Input:
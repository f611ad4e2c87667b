//! Bracket error types.

use std::fmt;
use std::time::Duration;
use thiserror::Error;

use crate::team::TeamId;

/// Why a team selection cannot be paired
#[derive(Debug, Clone, Copy, PartialEq, Eq)]
pub enum ValidationReason {
    /// Fewer than two teams
    TooFewTeams,
    /// An odd number of teams
    OddTeamCount,
    /// The same team selected twice
    DuplicateTeam(TeamId),
}

impl ValidationReason {
    /// Stable machine-readable reason code
    pub fn code(&self) -> &'static str {
        match self {
            ValidationReason::TooFewTeams => "too_few_teams",
            ValidationReason::OddTeamCount => "odd_team_count",
            ValidationReason::DuplicateTeam(_) => "duplicate_team",
        }
    }
}

impl fmt::Display for ValidationReason {
    fn fmt(&self, f: &mut fmt::Formatter<'_>) -> fmt::Result {
        match self {
            ValidationReason::TooFewTeams => f.write_str("at least two teams are required"),
            ValidationReason::OddTeamCount => f.write_str("an even number of teams is required"),
            ValidationReason::DuplicateTeam(id) => write!(f, "team {id} was selected twice"),
        }
    }
}

/// Bracket errors
#[derive(Debug, Error)]
pub enum BracketError {
    /// Selection rejected before anything was written
    #[error("Invalid team selection: {0}")]
    Validation(ValidationReason),

    /// Match batch failed, possibly after some records were written
    #[error("Failed to persist matches ({persisted} of {attempted} written): {message}")]
    Persistence {
        attempted: usize,
        persisted: usize,
        message: String,
    },

    /// Store did not answer in time
    #[error("Match persistence timed out after {0:?}")]
    Timeout(Duration),
}

impl BracketError {
    /// Reason code for validation failures
    pub fn reason_code(&self) -> Option<&'static str> {
        match self {
            BracketError::Validation(reason) => Some(reason.code()),
            _ => None,
        }
    }

    /// Client-safe error message
    pub fn client_message(&self) -> String {
        match self {
            BracketError::Validation(reason) => format!("Invalid team selection: {reason}"),
            BracketError::Persistence { .. } => "Failed to save matches".to_string(),
            BracketError::Timeout(_) => "Request timed out".to_string(),
        }
    }
}

/// Result type for bracket operations
pub type BracketResult<T> = Result<T, BracketError>;
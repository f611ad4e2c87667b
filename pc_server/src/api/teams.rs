//! Team handlers. Both routes act on behalf of the signed-in player.

use axum::{
    Json,
    extract::{Extension, State},
    http::StatusCode,
};

use pickle_cup::auth::UserId;
use pickle_cup::team::{NewTeam, Team, TeamSummary};

use super::AppState;
use super::errors::{ApiResult, team_error};

/// Teams the signed-in player belongs to.
pub async fn my_teams(
    State(state): State<AppState>,
    Extension(user_id): Extension<UserId>,
) -> ApiResult<Json<Vec<TeamSummary>>> {
    state
        .team_manager
        .teams_for_player(user_id)
        .await
        .map(Json)
        .map_err(|e| team_error(&e))
}

/// Form a team with the player owning `partner_username`.
///
/// # Request Body
///
/// ```json
/// { "name": "Kitchen Kings", "partner_username": "jamie" }
/// ```
///
/// # Errors
///
/// - `400 Bad Request`: Blank name, no player profile, or self as partner
/// - `404 Not Found`: No player has that username
pub async fn create_team(
    State(state): State<AppState>,
    Extension(user_id): Extension<UserId>,
    Json(payload): Json<NewTeam>,
) -> ApiResult<(StatusCode, Json<Team>)> {
    let team = state
        .team_manager
        .create_team(user_id, payload)
        .await
        .map_err(|e| team_error(&e))?;
    Ok((StatusCode::CREATED, Json(team)))
}
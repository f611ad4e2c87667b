//! Tournament data models.

use chrono::{DateTime, Utc};
use serde::{Deserialize, Serialize};
use std::fmt;
use std::str::FromStr;
use uuid::Uuid;

use crate::auth::UserId;
use crate::matches::MatchSummary;

/// Tournament ID type
pub type TournamentId = Uuid;

/// Maximum tournament name length in characters
pub const MAX_NAME_LEN: usize = 100;

/// Tournament status
///
/// Transitions happen outside this crate; the value is stored and reported as-is.
#[derive(Debug, Clone, Copy, Default, PartialEq, Eq, Serialize, Deserialize)]
#[serde(rename_all = "snake_case")]
pub enum TournamentStatus {
    /// Not started yet
    #[default]
    Upcoming,
    /// Matches are being played
    Ongoing,
    /// All matches played
    Completed,
}

impl TournamentStatus {
    pub fn as_str(&self) -> &'static str {
        match self {
            TournamentStatus::Upcoming => "upcoming",
            TournamentStatus::Ongoing => "ongoing",
            TournamentStatus::Completed => "completed",
        }
    }
}

impl FromStr for TournamentStatus {
    type Err = String;

    fn from_str(s: &str) -> Result<Self, Self::Err> {
        match s {
            "upcoming" => Ok(TournamentStatus::Upcoming),
            "ongoing" => Ok(TournamentStatus::Ongoing),
            "completed" => Ok(TournamentStatus::Completed),
            other => Err(format!("unknown tournament status '{other}'")),
        }
    }
}

impl fmt::Display for TournamentStatus {
    fn fmt(&self, f: &mut fmt::Formatter<'_>) -> fmt::Result {
        f.write_str(self.as_str())
    }
}

/// Elimination format
#[derive(Debug, Clone, Copy, Default, PartialEq, Eq, Serialize, Deserialize)]
#[serde(rename_all = "snake_case")]
pub enum TournamentStructure {
    #[default]
    SingleElimination,
    DoubleElimination,
}

impl TournamentStructure {
    pub fn as_str(&self) -> &'static str {
        match self {
            TournamentStructure::SingleElimination => "single_elimination",
            TournamentStructure::DoubleElimination => "double_elimination",
        }
    }

    /// Human-readable label, e.g. "single elimination"
    pub fn label(&self) -> String {
        self.as_str().replace('_', " ")
    }
}

impl FromStr for TournamentStructure {
    type Err = String;

    fn from_str(s: &str) -> Result<Self, Self::Err> {
        match s {
            "single_elimination" => Ok(TournamentStructure::SingleElimination),
            "double_elimination" => Ok(TournamentStructure::DoubleElimination),
            other => Err(format!("unknown tournament structure '{other}'")),
        }
    }
}

/// Tournament record
#[derive(Debug, Clone, PartialEq, Eq, Serialize, Deserialize)]
pub struct Tournament {
    pub id: TournamentId,
    pub name: String,
    pub creator_id: UserId,
    pub status: TournamentStatus,
    pub structure: TournamentStructure,
    pub created_at: DateTime<Utc>,
}

/// Tournament creation request
#[derive(Debug, Clone, PartialEq, Eq, Serialize, Deserialize)]
pub struct NewTournament {
    pub name: String,
    #[serde(default)]
    pub structure: TournamentStructure,
}

impl NewTournament {
    pub fn new(name: impl Into<String>, structure: TournamentStructure) -> Self {
        Self {
            name: name.into(),
            structure,
        }
    }
}

/// Result of creating a tournament, with the number of round-1 matches seeded
#[derive(Debug, Clone, Serialize, Deserialize)]
pub struct CreatedTournament {
    pub tournament: Tournament,
    pub matches_created: usize,
}

/// A tournament together with its first-round matches in bracket order
#[derive(Debug, Clone, Serialize, Deserialize)]
pub struct BracketView {
    pub tournament: Tournament,
    pub matches: Vec<MatchSummary>,
}

#[cfg(test)]
mod tests {
    use super::*;

    #[test]
    fn test_status_round_trips_through_str() {
        for status in [
            TournamentStatus::Upcoming,
            TournamentStatus::Ongoing,
            TournamentStatus::Completed,
        ] {
            assert_eq!(status.as_str().parse::<TournamentStatus>(), Ok(status));
        }
        assert!("registering".parse::<TournamentStatus>().is_err());
    }

    #[test]
    fn test_structure_label() {
        assert_eq!(
            TournamentStructure::DoubleElimination.label(),
            "double elimination"
        );
    }

    #[test]
    fn test_new_tournament_defaults_to_single_elimination() {
        let request: NewTournament = serde_json::from_str(r#"{"name":"Cash Money Cup"}"#).unwrap();
        assert_eq!(request.structure, TournamentStructure::SingleElimination);
    }

    #[test]
    fn test_status_serializes_snake_case() {
        let json = serde_json::to_string(&TournamentStatus::Ongoing).unwrap();
        assert_eq!(json, "\"ongoing\"");
    }
}
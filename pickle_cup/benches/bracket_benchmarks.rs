use criterion::{BenchmarkId, Criterion, criterion_group, criterion_main};
use pickle_cup::bracket::{build_first_round, render_bracket, validate_selection};
use pickle_cup::team::{TeamId, TeamRef};
use std::hint::black_box;
use uuid::Uuid;

/// Helper to create a selection of N distinct teams
fn selection(n: usize) -> Vec<TeamRef> {
    (0..n)
        .map(|i| TeamRef::new(Uuid::new_v4(), format!("Team {i}")))
        .collect()
}

/// Benchmark pairing for common draw sizes
fn bench_build_first_round(c: &mut Criterion) {
    let mut group = c.benchmark_group("build_first_round");
    for n in [8usize, 32, 128, 512] {
        let teams = selection(n);
        group.bench_with_input(BenchmarkId::from_parameter(n), &teams, |b, teams| {
            b.iter(|| build_first_round(black_box(teams)));
        });
    }
    group.finish();
}

/// Benchmark duplicate detection on its own
fn bench_validate_selection(c: &mut Criterion) {
    let ids: Vec<TeamId> = selection(512).iter().map(|t| t.id).collect();
    c.bench_function("validate_selection_512", |b| {
        b.iter(|| validate_selection(black_box(&ids)));
    });
}

/// Benchmark text rendering of a 64-team draw
fn bench_render_bracket(c: &mut Criterion) {
    let round = build_first_round(&selection(64)).unwrap_or_default();
    c.bench_function("render_bracket_64", |b| {
        b.iter(|| render_bracket(black_box(&round)));
    });
}

criterion_group!(
    pairing,
    bench_build_first_round,
    bench_validate_selection,
);

criterion_group!(rendering, bench_render_bracket);

criterion_main!(pairing, rendering);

Problem to work on: Copy out each line of the material above, word for word, from the first down to the line containing "odd number of teams". Add nothing.

Answer below:
repository f611ad4e2c87667b
//! Bracket error types.

use std::fmt;
use std::time::Duration;
use thiserror::Error;

use crate::team::TeamId;

/// Why a team selection cannot be paired
#[derive(Debug, Clone, Copy, PartialEq, Eq)]
pub enum ValidationReason {
    /// Fewer than two teams
    TooFewTeams,
    /// An odd number of teams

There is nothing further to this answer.